### Task description
What you return must be the lines of the data that hold the word "Debug".

### Dataset records
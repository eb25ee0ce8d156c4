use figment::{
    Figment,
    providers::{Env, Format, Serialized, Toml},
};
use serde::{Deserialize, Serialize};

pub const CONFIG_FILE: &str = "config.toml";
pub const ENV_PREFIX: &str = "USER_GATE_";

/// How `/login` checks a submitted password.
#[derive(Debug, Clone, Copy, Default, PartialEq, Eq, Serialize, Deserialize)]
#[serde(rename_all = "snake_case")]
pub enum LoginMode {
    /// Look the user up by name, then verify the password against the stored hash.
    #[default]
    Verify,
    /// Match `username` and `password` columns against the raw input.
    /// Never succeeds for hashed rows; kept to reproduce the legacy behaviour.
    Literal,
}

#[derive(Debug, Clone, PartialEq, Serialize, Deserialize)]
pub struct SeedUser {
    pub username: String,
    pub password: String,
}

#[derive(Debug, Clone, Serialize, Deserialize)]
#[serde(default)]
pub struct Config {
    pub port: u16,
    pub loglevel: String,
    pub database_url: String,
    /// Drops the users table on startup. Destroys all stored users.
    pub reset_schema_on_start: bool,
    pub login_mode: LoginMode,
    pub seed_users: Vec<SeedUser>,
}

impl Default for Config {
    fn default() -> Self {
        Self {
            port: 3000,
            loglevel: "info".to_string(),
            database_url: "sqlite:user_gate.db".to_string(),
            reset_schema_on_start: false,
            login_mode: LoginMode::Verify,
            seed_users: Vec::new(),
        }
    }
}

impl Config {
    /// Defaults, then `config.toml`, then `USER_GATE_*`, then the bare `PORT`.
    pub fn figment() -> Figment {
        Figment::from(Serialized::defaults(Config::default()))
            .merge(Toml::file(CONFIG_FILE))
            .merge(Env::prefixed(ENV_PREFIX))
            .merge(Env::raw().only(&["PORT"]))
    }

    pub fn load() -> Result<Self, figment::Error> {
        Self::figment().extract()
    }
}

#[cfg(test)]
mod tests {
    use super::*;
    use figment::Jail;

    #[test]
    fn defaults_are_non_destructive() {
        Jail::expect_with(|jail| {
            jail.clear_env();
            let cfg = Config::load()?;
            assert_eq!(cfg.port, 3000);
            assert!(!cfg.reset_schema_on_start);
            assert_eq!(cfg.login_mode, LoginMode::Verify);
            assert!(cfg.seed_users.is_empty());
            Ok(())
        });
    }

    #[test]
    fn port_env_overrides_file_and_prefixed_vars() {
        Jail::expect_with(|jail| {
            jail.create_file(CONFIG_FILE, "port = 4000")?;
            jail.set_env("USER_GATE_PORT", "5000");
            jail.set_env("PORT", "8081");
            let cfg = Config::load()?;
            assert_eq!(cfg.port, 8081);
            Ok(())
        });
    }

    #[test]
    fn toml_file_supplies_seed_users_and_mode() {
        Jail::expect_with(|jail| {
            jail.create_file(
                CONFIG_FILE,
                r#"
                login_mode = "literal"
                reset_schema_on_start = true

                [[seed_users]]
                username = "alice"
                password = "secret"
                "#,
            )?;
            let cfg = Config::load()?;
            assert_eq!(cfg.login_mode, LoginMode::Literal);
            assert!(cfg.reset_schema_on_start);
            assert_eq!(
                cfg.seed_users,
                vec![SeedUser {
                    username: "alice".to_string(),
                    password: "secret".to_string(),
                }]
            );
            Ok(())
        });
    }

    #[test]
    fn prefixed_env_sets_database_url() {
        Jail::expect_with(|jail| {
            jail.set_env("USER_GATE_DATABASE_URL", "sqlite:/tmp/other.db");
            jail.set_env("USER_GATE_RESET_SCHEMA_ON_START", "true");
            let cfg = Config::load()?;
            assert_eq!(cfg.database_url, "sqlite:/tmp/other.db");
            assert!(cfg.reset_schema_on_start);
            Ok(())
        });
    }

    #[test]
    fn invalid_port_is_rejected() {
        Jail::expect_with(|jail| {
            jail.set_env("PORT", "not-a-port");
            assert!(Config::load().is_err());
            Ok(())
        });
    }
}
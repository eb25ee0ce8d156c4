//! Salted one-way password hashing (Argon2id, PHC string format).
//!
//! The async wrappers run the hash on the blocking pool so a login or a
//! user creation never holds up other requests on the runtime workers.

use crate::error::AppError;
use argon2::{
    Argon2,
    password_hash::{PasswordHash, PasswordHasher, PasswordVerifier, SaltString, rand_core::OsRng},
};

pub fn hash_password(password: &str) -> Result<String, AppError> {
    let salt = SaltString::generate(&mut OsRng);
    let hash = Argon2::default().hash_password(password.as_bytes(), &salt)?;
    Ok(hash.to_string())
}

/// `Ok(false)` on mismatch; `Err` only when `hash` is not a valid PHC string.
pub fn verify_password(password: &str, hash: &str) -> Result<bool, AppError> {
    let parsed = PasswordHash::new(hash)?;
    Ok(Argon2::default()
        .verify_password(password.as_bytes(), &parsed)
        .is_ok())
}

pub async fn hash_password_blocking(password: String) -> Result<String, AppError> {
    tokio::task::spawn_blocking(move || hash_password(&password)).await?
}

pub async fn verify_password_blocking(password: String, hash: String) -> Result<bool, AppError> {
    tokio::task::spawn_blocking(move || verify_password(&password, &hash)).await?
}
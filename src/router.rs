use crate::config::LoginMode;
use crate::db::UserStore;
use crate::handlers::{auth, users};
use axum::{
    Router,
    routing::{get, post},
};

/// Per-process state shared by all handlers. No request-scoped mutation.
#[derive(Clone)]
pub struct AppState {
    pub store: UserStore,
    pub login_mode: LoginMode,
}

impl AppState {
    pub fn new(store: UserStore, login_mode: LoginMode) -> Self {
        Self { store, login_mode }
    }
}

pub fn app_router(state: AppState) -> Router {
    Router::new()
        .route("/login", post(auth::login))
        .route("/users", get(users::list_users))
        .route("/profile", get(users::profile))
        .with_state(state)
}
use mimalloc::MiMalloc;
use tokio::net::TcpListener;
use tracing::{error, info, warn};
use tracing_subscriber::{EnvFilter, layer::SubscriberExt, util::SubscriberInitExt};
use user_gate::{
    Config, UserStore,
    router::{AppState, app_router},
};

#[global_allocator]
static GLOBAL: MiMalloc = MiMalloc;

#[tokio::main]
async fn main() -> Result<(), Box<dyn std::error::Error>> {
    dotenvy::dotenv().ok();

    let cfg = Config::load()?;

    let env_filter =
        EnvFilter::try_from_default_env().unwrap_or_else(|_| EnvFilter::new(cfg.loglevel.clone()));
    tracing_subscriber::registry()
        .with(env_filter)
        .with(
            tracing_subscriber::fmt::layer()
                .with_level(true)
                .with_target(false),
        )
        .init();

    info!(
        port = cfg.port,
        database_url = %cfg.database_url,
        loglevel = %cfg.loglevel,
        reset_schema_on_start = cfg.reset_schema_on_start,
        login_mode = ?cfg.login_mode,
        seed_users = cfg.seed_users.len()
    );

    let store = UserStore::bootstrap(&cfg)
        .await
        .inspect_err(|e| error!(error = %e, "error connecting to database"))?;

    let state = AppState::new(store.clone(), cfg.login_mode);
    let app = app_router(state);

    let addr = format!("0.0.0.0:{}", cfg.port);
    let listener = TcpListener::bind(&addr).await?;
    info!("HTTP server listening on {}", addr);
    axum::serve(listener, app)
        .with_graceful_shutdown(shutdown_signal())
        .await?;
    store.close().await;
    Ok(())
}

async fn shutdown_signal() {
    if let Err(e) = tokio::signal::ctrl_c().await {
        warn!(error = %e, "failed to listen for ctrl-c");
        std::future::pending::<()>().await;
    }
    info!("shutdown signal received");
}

==

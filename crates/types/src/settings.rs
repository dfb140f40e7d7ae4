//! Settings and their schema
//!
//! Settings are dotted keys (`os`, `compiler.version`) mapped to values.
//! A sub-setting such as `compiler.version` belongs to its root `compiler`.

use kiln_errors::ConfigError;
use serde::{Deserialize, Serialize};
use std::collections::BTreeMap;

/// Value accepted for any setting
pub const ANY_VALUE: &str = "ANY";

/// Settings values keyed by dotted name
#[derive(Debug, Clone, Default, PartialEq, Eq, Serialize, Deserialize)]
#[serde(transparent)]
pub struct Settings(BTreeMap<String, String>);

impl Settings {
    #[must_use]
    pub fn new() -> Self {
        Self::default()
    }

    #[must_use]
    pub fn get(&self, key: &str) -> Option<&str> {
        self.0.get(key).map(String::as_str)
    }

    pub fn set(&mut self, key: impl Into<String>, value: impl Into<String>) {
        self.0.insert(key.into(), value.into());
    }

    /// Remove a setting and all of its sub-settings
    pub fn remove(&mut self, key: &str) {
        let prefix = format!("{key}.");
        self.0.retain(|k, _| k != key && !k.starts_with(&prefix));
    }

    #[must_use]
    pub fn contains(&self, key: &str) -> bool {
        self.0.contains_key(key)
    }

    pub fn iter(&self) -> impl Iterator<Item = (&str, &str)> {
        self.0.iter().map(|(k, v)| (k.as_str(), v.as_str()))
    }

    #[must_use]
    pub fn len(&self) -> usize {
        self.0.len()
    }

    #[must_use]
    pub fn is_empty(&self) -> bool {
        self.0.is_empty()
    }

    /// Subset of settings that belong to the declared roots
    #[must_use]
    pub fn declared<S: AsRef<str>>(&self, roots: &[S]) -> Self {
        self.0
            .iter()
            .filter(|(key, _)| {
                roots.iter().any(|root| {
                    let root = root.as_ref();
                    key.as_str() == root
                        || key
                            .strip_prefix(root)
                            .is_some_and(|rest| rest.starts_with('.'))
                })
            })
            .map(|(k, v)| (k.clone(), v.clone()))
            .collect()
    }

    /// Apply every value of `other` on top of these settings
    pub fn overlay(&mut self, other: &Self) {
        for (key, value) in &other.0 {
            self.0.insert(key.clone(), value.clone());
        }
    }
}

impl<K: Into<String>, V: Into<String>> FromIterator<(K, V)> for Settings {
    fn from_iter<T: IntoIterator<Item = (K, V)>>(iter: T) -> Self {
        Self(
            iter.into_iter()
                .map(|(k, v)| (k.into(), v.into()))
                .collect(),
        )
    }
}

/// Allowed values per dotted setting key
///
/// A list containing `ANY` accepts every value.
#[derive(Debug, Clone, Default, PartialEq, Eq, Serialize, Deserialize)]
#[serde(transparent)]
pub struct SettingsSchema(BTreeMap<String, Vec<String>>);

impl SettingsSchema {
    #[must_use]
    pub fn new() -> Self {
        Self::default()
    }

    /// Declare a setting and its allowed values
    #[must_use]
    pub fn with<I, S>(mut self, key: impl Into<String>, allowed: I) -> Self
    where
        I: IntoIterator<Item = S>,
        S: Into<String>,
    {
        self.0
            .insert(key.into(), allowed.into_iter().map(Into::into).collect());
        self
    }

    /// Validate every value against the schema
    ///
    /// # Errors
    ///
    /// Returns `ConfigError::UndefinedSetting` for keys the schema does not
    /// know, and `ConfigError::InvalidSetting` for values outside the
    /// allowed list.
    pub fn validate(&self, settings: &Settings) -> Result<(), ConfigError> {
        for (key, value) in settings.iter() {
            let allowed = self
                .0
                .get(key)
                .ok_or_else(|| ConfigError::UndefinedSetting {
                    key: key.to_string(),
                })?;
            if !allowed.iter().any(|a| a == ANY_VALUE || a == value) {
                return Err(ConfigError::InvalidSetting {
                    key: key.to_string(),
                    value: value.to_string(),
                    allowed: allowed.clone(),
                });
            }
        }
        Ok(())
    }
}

### Answer to this exercise
#[derive(Debug, Clone, Copy, Default, PartialEq, Eq, Serialize, Deserialize)]
#[derive(Debug, Clone, PartialEq, Serialize, Deserialize)]
#[derive(Debug, Clone, Serialize, Deserialize)]
#[derive(Debug, Clone, Default, PartialEq, Eq, Serialize, Deserialize)]
#[derive(Debug, Clone, Default, PartialEq, Eq, Serialize, Deserialize)]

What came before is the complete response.